Teleology, from the Greek words telos (end) and logos (discourse), is the study of design or purpose. In
philosophy, it is the science or doctrine that attempts to explain the universe in terms of ends or final causes, believing that all things
are designed for or are directed toward a final result, and that that inherent purpose or final cause exists in nature. It is therefore
grounded on the argument that there is a creator based on perceived evidence of order, purpose, design, or direction in nature.1
II.

Natural Law Basis

The teleological concept of law is based on the natural law philosophy, the natural law, as was defined by Plato and Aristotle,
is a discipline to which human conduct and relations must conform in order to realize both the individual and the common good.

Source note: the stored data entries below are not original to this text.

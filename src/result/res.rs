use std::fmt;

use serde::{Deserialize, Serialize};
use serde_json::{Map, Value};

/// Immutable snapshot of one trace attempt.
///
/// Every duration is in whole milliseconds. All numeric fields default to
/// 0 and `ip` to `None`, so a result is always fully constructible even
/// when the request never left the machine; `status_code == 0` means the
/// server was never reached. Field declaration order is the key order of
/// both `as_dict` and `as_json`.
#[derive(Debug, Default, Clone, PartialEq, Serialize, Deserialize)]
pub struct TraceResult {
    pub(crate) status_code: u16,
    pub(crate) dns: i64,
    pub(crate) handshake: i64,
    pub(crate) connect: i64,
    pub(crate) first_byte: i64,
    pub(crate) total: i64,
    pub(crate) body_length: u64,
    pub(crate) headers_length: u64,
    pub(crate) ip: Option<String>,
    pub(crate) redirects: i64,
}

impl TraceResult {
    /// HTTP status of the final response, or 0 if no response arrived.
    pub fn status_code(&self) -> u16 {
        self.status_code
    }

    /// Hostname resolution time; 0 if resolution failed or was answered
    /// from the platform resolver's cache.
    pub fn dns(&self) -> i64 {
        self.dns
    }

    /// Connection establishment time with the DNS share subtracted out.
    /// TLS handshake included for HTTPS. May be negative when the platform
    /// answered the in-connect lookup faster than the measured one, unless
    /// flooring was requested on the tracer.
    pub fn handshake(&self) -> i64 {
        self.handshake
    }

    /// Raw TCP connect time, without the TLS handshake.
    pub fn connect(&self) -> i64 {
        self.connect
    }

    /// Time from the request hitting the wire to the response status line.
    pub fn first_byte(&self) -> i64 {
        self.first_byte
    }

    /// End-to-end time, trace start to last body byte.
    pub fn total(&self) -> i64 {
        self.total
    }

    /// Response body bytes actually read (not `Content-Length`).
    pub fn body_length(&self) -> u64 {
        self.body_length
    }

    /// Response head bytes: status line plus serialized header lines.
    pub fn headers_length(&self) -> u64 {
        self.headers_length
    }

    /// Peer IP of the final connection; `None` when resolution failed.
    pub fn ip(&self) -> Option<&str> {
        self.ip.as_deref()
    }

    /// Cumulative time spent on redirect hops before the final transfer.
    pub fn redirects(&self) -> i64 {
        self.redirects
    }

    /// Ordered mapping view: field name -> value, every declared field
    /// present, declaration order preserved.
    pub fn as_dict(&self) -> Map<String, Value> {
        match serde_json::to_value(self) {
            Ok(Value::Object(map)) => map,
            // A plain struct of integers and an optional string always
            // serializes to an object.
            _ => unreachable!("TraceResult serializes to a JSON object"),
        }
    }

    /// JSON projection of the mapping view.
    pub fn as_json(&self) -> String {
        serde_json::to_string(self).expect("TraceResult serialization cannot fail")
    }
}

impl fmt::Display for TraceResult {
    fn fmt(&self, f: &mut fmt::Formatter<'_>) -> fmt::Result {
        writeln!(f, "Time breakdown:")?;
        writeln!(f, "  DNS lookup:      {:>8} ms", self.dns)?;
        writeln!(f, "  TCP connect:     {:>8} ms", self.connect)?;
        writeln!(f, "  Handshake:       {:>8} ms", self.handshake)?;
        writeln!(f, "  First byte:      {:>8} ms", self.first_byte)?;
        writeln!(f, "  Redirects:       {:>8} ms", self.redirects)?;
        writeln!(f, "  Total time:      {:>8} ms", self.total)?;
        writeln!(f, "  Status:          {:>8}", self.status_code)?;
        match self.ip.as_deref() {
            Some(ip) => writeln!(f, "  Peer IP:         {:>8}", ip),
            None => writeln!(f, "  Peer IP:         {:>8}", "N/A"),
        }
    }
}

#[cfg(test)]
mod tests {
    use super::*;

    const FIELDS: [&str; 10] = [
        "status_code",
        "dns",
        "handshake",
        "connect",
        "first_byte",
        "total",
        "body_length",
        "headers_length",
        "ip",
        "redirects",
    ];

    #[test]
    fn default_result_exposes_every_field() {
        let dict = TraceResult::default().as_dict();
        let keys: Vec<&str> = dict.keys().map(String::as_str).collect();
        assert_eq!(keys, FIELDS);
        for field in FIELDS {
            let value = &dict[field];
            if field == "ip" {
                assert!(value.is_null());
            } else {
                assert_eq!(value.as_i64(), Some(0), "{field} should default to 0");
            }
        }
    }

    #[test]
    fn as_dict_is_idempotent() {
        let result = TraceResult {
            status_code: 200,
            dns: 12,
            handshake: 34,
            ip: Some("93.184.216.34".to_string()),
            ..Default::default()
        };
        assert_eq!(result.as_dict(), result.as_dict());
    }

    #[test]
    fn json_round_trips_to_the_mapping_view() {
        let result = TraceResult {
            status_code: 301,
            dns: 5,
            handshake: -2,
            connect: 3,
            first_byte: 80,
            total: 120,
            body_length: 512,
            headers_length: 230,
            ip: Some("127.0.0.1".to_string()),
            redirects: 44,
        };
        let parsed: Value = serde_json::from_str(&result.as_json()).unwrap();
        assert_eq!(parsed, Value::Object(result.as_dict()));

        let back: TraceResult = serde_json::from_str(&result.as_json()).unwrap();
        assert_eq!(back, result);
    }

    #[test]
    fn display_shows_the_breakdown() {
        let rendered = TraceResult::default().to_string();
        assert!(rendered.contains("DNS lookup"));
        assert!(rendered.contains("Total time"));
        assert!(rendered.contains("N/A"));
    }
}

Accordingly, it is also defined as the universal discipline of virtue in the exercise of their rights, in the performance of their obligations,
in the observance of rules, and the preservation of order and unity. Thus, it is based on the idea that there is a very present bond or
relationship existing between positive law and natural law, hence, for the teleologists, the natural law provides for a magnanimous
influence in shaping the concept of law than any other idea. In addition, they consider the natural law as the most potent force in the
development of legal institutions and legal concepts, by which, it is said that, it is upon the precepts of the natural law that the
completeness of the legal order can be achieved. For that matter, the teleological school of jurisprudence believes that a good legal
order can be deduced from the natural law, thus making the law universally valid for all people. 2
The Greek Concept
The philosophers of ancient Greece, who were among the first thinkers to inquire into the problem of the nature of the law, felt
a need for an unassailable starting point in the study of the nature of law. The Greek philosophers (Socrates, Plato and Aristotle)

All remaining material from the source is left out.